** Records shown follows **

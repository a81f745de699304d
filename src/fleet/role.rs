use crate::st_model::Ship;
use strum_macros::Display;

#[derive(Debug, Clone, Copy, PartialEq, Eq, Display)]
pub enum FleetRole {
    /// Buys scouts and runs the trades.
    Command,
    /// Keeps market data fresh.
    Scout,
}

impl FleetRole {
    pub fn of(ship: &Ship) -> Self {
        match ship.registration.role.as_str() {
            "COMMAND" => FleetRole::Command,
            _ => FleetRole::Scout,
        }
    }
}

pub fn count_scouts<'a>(ships: impl IntoIterator<Item = &'a Ship>) -> usize {
    ships.into_iter().filter(|ship| FleetRole::of(ship) == FleetRole::Scout).count()
}
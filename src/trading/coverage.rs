use crate::st_model::{ShipSymbol, WaypointSymbol};
use std::collections::BTreeMap;
use tracing::{event, Level};

#[derive(Debug, Clone, Default, PartialEq, Eq)]
struct CoverageEntry {
    covered_in_pass: bool,
    ever_covered: bool,
    assignee: Option<ShipSymbol>,
}

/// Tracks which marketplaces have fresh prices in the current discovery pass and which scout is on its way to which marketplace.
///
/// Entries are kept in a `BTreeMap`, so handing out work in lexicographic order of the waypoint symbol falls out of the iteration order.
#[derive(Debug, Default)]
pub struct CoverageMap {
    entries: BTreeMap<WaypointSymbol, CoverageEntry>,
    pass: u32,
}

impl CoverageMap {
    pub fn new() -> Self {
        Self::default()
    }

    pub fn register(&mut self, waypoint_symbol: &WaypointSymbol) {
        self.entries.entry(waypoint_symbol.clone()).or_default();
    }

    /// Returns false if the waypoint is not tracked.
    pub fn mark_covered(&mut self, waypoint_symbol: &WaypointSymbol) -> bool {
        match self.entries.get_mut(waypoint_symbol) {
            Some(entry) => {
                entry.covered_in_pass = true;
                entry.ever_covered = true;
                entry.assignee = None;
                true
            }
            None => false,
        }
    }

    pub fn is_covered(&self, waypoint_symbol: &WaypointSymbol) -> bool {
        self.entries.get(waypoint_symbol).map(|e| e.covered_in_pass).unwrap_or(false)
    }

    pub fn was_ever_covered(&self, waypoint_symbol: &WaypointSymbol) -> bool {
        self.entries.get(waypoint_symbol).map(|e| e.ever_covered).unwrap_or(false)
    }

    pub fn contains(&self, waypoint_symbol: &WaypointSymbol) -> bool {
        self.entries.contains_key(waypoint_symbol)
    }

    pub fn assignment_of(&self, ship_symbol: &ShipSymbol) -> Option<&WaypointSymbol> {
        self.entries
            .iter()
            .find(|(_, entry)| entry.assignee.as_ref() == Some(ship_symbol))
            .map(|(wps, _)| wps)
    }

    /// Hands the ship the first uncovered and unassigned waypoint.
    /// A ship keeps its assignment until it covered it.
    /// Once everything is covered a new pass is started.
    pub fn assign_next(&mut self, ship_symbol: &ShipSymbol) -> Option<WaypointSymbol> {
        if let Some(current) = self.assignment_of(ship_symbol) {
            return Some(current.clone());
        }

        if self.entries.is_empty() {
            return None;
        }

        if self.entries.values().all(|e| e.covered_in_pass) {
            self.start_new_pass();
        }

        let (wps, entry) = self
            .entries
            .iter_mut()
            .find(|(_, entry)| !entry.covered_in_pass && entry.assignee.is_none())?;

        entry.assignee = Some(ship_symbol.clone());
        Some(wps.clone())
    }

    fn start_new_pass(&mut self) {
        self.pass += 1;
        event!(Level::INFO, "All {} marketplaces covered. Starting discovery pass #{}", self.entries.len(), self.pass);
        for entry in self.entries.values_mut() {
            entry.covered_in_pass = false;
        }
    }

    /// True once every waypoint was covered at least once.
    pub fn is_scan_complete(&self) -> bool {
        self.entries.values().all(|e| e.ever_covered)
    }

    pub fn pass(&self) -> u32 {
        self.pass
    }

    pub fn len(&self) -> usize {
        self.entries.len()
    }

    pub fn is_empty(&self) -> bool {
        self.entries.is_empty()
    }

    pub fn number_of_covered(&self) -> usize {
        self.entries.values().filter(|e| e.covered_in_pass).count()
    }
}
use clap::Parser;

#[derive(Clone, Debug, Parser)]
#[command(version, about = "Discovers trade routes in the home system and runs a small trading fleet", long_about = None)]
pub struct Cli {
    /// callsign of the agent. A new agent is registered if no token is stored for it.
    pub callsign: String,
}

#[cfg(test)]
mod tests {
    use super::*;

    #[test]
    fn single_callsign_is_accepted() {
        let cli = Cli::try_parse_from(["st-trade-scout", "FLWI"]).unwrap();
        assert_eq!(cli.callsign, "FLWI");
    }

    #[test]
    fn missing_callsign_is_rejected() {
        assert!(Cli::try_parse_from(["st-trade-scout"]).is_err());
    }

    #[test]
    fn extra_arguments_are_rejected() {
        assert!(Cli::try_parse_from(["st-trade-scout", "FLWI", "SURPLUS"]).is_err());
    }
}
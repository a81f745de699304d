pub mod coverage;
pub mod market_snapshots;
pub mod ranking;
pub mod trade_routes;

pub use coverage::CoverageMap;
pub use market_snapshots::{MarketSnapshot, MarketSnapshotStore};
pub use ranking::{best_route, best_route_for_good, ranked_routes};
pub use trade_routes::{build_trade_routes, RouteStatus, TradeRoute, TradeRouteTable};
use crate::engine_context::EngineContext;
use crate::fleet::role::FleetRole;
use crate::ship::ShipOperations;
use crate::st_client::StApiError;
use crate::st_model::{Agent, Inventory};
use crate::trading::{best_route, best_route_for_good, RouteStatus, TradeRoute};
use anyhow::Result;
use chrono::Utc;
use tracing::{event, info_span, Instrument, Level};

#[derive(Debug, Clone, PartialEq, Eq)]
pub enum IdleReason {
    NoProfitableRoute,
    ScanIncomplete,
    NoRouteForCargo,
    NothingToCover,
    CannotAffordCargo,
    GoodNotTraded,
    RouteNoLongerProfitable,
}

/// What happened to a unit during its slot of the turn.
#[derive(Debug, Clone, PartialEq, Eq)]
pub enum TickOutcome {
    InTransit,
    Idle(IdleReason),
    Acted,
    /// An api call failed. The unit is re-evaluated next turn.
    Failed,
}

/// Runs the decision procedure of one unit. Stops at the first failing api call.
pub async fn run_unit(ctx: &mut EngineContext, agent: &mut Agent, ship: &mut ShipOperations, scout_count: usize) -> TickOutcome {
    if ship.is_in_transit() {
        event!(Level::DEBUG, "{} is in transit to {}", ship.symbol, ship.nav.waypoint_symbol);
        return TickOutcome::InTransit;
    }

    let role = FleetRole::of(ship);
    let span = info_span!("unit", ship = %ship.symbol, %role);

    async move {
        let result = match role {
            FleetRole::Command => run_command_unit(ctx, agent, ship, scout_count).await,
            FleetRole::Scout => run_scout_unit(ctx, ship).await,
        };

        match result {
            Ok(outcome) => {
                event!(Level::DEBUG, "{:?}", outcome);
                outcome
            }
            Err(err) => {
                match StApiError::find(&err) {
                    Some(StApiError::Domain { code, message, .. }) => {
                        event!(Level::WARN, "{} was rejected with code {}: {}", err, code, message)
                    }
                    _ => event!(Level::ERROR, "{:#}", err),
                }
                TickOutcome::Failed
            }
        }
    }
    .instrument(span)
    .await
}

async fn run_scout_unit(ctx: &mut EngineContext, ship: &mut ShipOperations) -> Result<TickOutcome> {
    let Some(target) = ctx.coverage.assign_next(&ship.symbol) else {
        return Ok(TickOutcome::Idle(IdleReason::NothingToCover));
    };

    if ship.is_at(&target) {
        ship.dock_if_needed().await?;
        observe_market(ctx, ship).await?;
    } else {
        event!(Level::INFO, "Sending {} to cover {}", ship.symbol, target);
        ship.orbit_if_needed().await?;
        ship.navigate(&target).await?;
    }

    Ok(TickOutcome::Acted)
}

async fn run_command_unit(ctx: &mut EngineContext, agent: &mut Agent, ship: &mut ShipOperations, scout_count: usize) -> Result<TickOutcome> {
    if scout_count < ctx.coverage.len() {
        let scout_ship_type = ctx.scout_ship_type.clone();
        match ctx.nearest_shipyard_selling(ship.current_location(), &scout_ship_type).await? {
            Some(shipyard) => {
                event!(
                    Level::INFO,
                    "Fleet has {} scouts for {} marketplaces. Acquiring another {}",
                    scout_count,
                    ctx.coverage.len(),
                    scout_ship_type
                );
                return if ship.is_at(&shipyard) {
                    ship.dock_if_needed().await?;
                    let response = ship.purchase_ship(&scout_ship_type, &shipyard).await?;
                    event!(
                        Level::INFO,
                        "Purchased {} ({}) for {}c",
                        response.data.ship.symbol,
                        scout_ship_type,
                        response.data.transaction.price
                    );
                    *agent = response.data.agent;
                    Ok(TickOutcome::Acted)
                } else {
                    ship.orbit_if_needed().await?;
                    ship.navigate(&shipyard).await?;
                    Ok(TickOutcome::Acted)
                };
            }
            None => event!(Level::WARN, "No known shipyard sells {}. Trading with {} scouts", scout_ship_type, scout_count),
        }
    }

    match ship.cargo.first_item().cloned() {
        None => run_buy_leg(ctx, agent, ship).await,
        Some(item) => run_sell_leg(ctx, agent, ship, item).await,
    }
}

async fn run_buy_leg(ctx: &mut EngineContext, agent: &mut Agent, ship: &mut ShipOperations) -> Result<TickOutcome> {
    let Some(route) = best_route(ctx.routes.routes()).cloned() else {
        return Ok(TickOutcome::Idle(IdleReason::NoProfitableRoute));
    };

    if !ship.is_at(&route.buy_waypoint) {
        if !ctx.coverage.is_scan_complete() {
            return Ok(TickOutcome::Idle(IdleReason::ScanIncomplete));
        }
        ship.orbit_if_needed().await?;
        ship.navigate(&route.buy_waypoint).await?;
        return Ok(TickOutcome::Acted);
    }

    ship.dock_if_needed().await?;
    observe_market(ctx, ship).await?;

    if let Some(updated_agent) = ship.refuel().await? {
        *agent = updated_agent;
    }

    if !is_still_profitable(ctx, &route) {
        event!(Level::INFO, "Prices at {} moved. {} is no longer worth buying", route.buy_waypoint, route.good);
        return Ok(TickOutcome::Idle(IdleReason::RouteNoLongerProfitable));
    }

    let Some(quote) = ctx.snapshots.quote(&route.buy_waypoint, &route.good).cloned() else {
        return Ok(TickOutcome::Idle(IdleReason::GoodNotTraded));
    };

    let units = purchasable_units(agent.credits, quote.purchase_price, ship.cargo.free_capacity());
    if units == 0 {
        event!(
            Level::INFO,
            "Can't buy {} at {}c with {}c and {} free cargo space",
            route.good,
            quote.purchase_price,
            agent.credits,
            ship.cargo.free_capacity()
        );
        return Ok(TickOutcome::Idle(IdleReason::CannotAffordCargo));
    }

    event!(
        Level::INFO,
        "Buying {} units of {} at {} for {}c each. Selling at {} (score {:.3})",
        units,
        route.good,
        route.buy_waypoint,
        quote.purchase_price,
        route.sell_waypoint,
        route.score().unwrap_or_default()
    );

    for quantity in transaction_chunks(units, quote.trade_volume) {
        let response = ship.purchase_trade_good(quantity, route.good.clone()).await?;
        *agent = response.data.agent;
    }

    ship.orbit().await?;
    ship.navigate(&route.sell_waypoint).await?;

    Ok(TickOutcome::Acted)
}

async fn run_sell_leg(ctx: &mut EngineContext, agent: &mut Agent, ship: &mut ShipOperations, item: Inventory) -> Result<TickOutcome> {
    let Some(route) = best_route_for_good(ctx.routes.routes(), &item.symbol).cloned() else {
        event!(Level::INFO, "No priced route to sell {} units of {} in cargo", item.units, item.symbol);
        return Ok(TickOutcome::Idle(IdleReason::NoRouteForCargo));
    };

    if !ship.is_at(&route.sell_waypoint) {
        if !ctx.coverage.is_scan_complete() {
            return Ok(TickOutcome::Idle(IdleReason::ScanIncomplete));
        }
        ship.orbit_if_needed().await?;
        ship.navigate(&route.sell_waypoint).await?;
        return Ok(TickOutcome::Acted);
    }

    ship.dock_if_needed().await?;
    observe_market(ctx, ship).await?;

    let Some(quote) = ctx.snapshots.quote(&route.sell_waypoint, &item.symbol).cloned() else {
        return Ok(TickOutcome::Idle(IdleReason::GoodNotTraded));
    };

    event!(
        Level::INFO,
        "Selling {} units of {} at {} for {}c each",
        item.units,
        item.symbol,
        route.sell_waypoint,
        quote.sell_price
    );

    for quantity in transaction_chunks(item.units.max(0) as u32, quote.trade_volume) {
        let response = ship.sell_trade_good(quantity, item.symbol.clone()).await?;
        *agent = response.data.agent;
    }

    if let Some(updated_agent) = ship.refuel().await? {
        *agent = updated_agent;
    }

    if let Some(next_route) = best_route(ctx.routes.routes()).cloned() {
        if !ship.is_at(&next_route.buy_waypoint) {
            ship.orbit().await?;
            ship.navigate(&next_route.buy_waypoint).await?;
        }
    }

    Ok(TickOutcome::Acted)
}

async fn observe_market(ctx: &mut EngineContext, ship: &ShipOperations) -> Result<()> {
    let market = ship.get_market().await?;
    ctx.record_market_observation(&market, Utc::now());
    Ok(())
}

fn is_still_profitable(ctx: &EngineContext, route: &TradeRoute) -> bool {
    ctx.routes
        .routes()
        .iter()
        .find(|r| r.good == route.good && r.buy_waypoint == route.buy_waypoint && r.sell_waypoint == route.sell_waypoint)
        .map(|r| r.status() == RouteStatus::Profitable)
        .unwrap_or(false)
}

/// As many units as the credits pay for and the cargo hold takes.
pub fn purchasable_units(credits: i64, price_per_unit: i32, free_capacity: i32) -> u32 {
    let free_capacity = free_capacity.max(0) as i64;
    let affordable = if price_per_unit > 0 {
        credits.max(0) / price_per_unit as i64
    } else {
        free_capacity
    };
    affordable.min(free_capacity) as u32
}

/// Splits `units` into transactions of at most `trade_volume` units.
pub fn transaction_chunks(units: u32, trade_volume: i32) -> Vec<u32> {
    if units == 0 {
        return vec![];
    }
    let max_per_transaction = if trade_volume > 0 { trade_volume as u32 } else { units };

    let mut chunks = Vec::with_capacity(units.div_ceil(max_per_transaction) as usize);
    let mut remaining = units;
    while remaining > 0 {
        let quantity = remaining.min(max_per_transaction);
        chunks.push(quantity);
        remaining -= quantity;
    }
    chunks
}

** End of Records shown **

Task instructions ▸ Copy out, from the data above, every line holding the word "quote".

Solution to this exercise ▸
    let Some(quote) = ctx.snapshots.quote(&route.buy_waypoint, &route.good).cloned() else {
    let units = purchasable_units(agent.credits, quote.purchase_price, ship.cargo.free_capacity());
            quote.purchase_price,
        quote.purchase_price,
    for quantity in transaction_chunks(units, quote.trade_volume) {
    let Some(quote) = ctx.snapshots.quote(&route.sell_waypoint, &item.symbol).cloned() else {
        quote.sell_price
    for quantity in transaction_chunks(item.units.max(0) as u32, quote.trade_volume) {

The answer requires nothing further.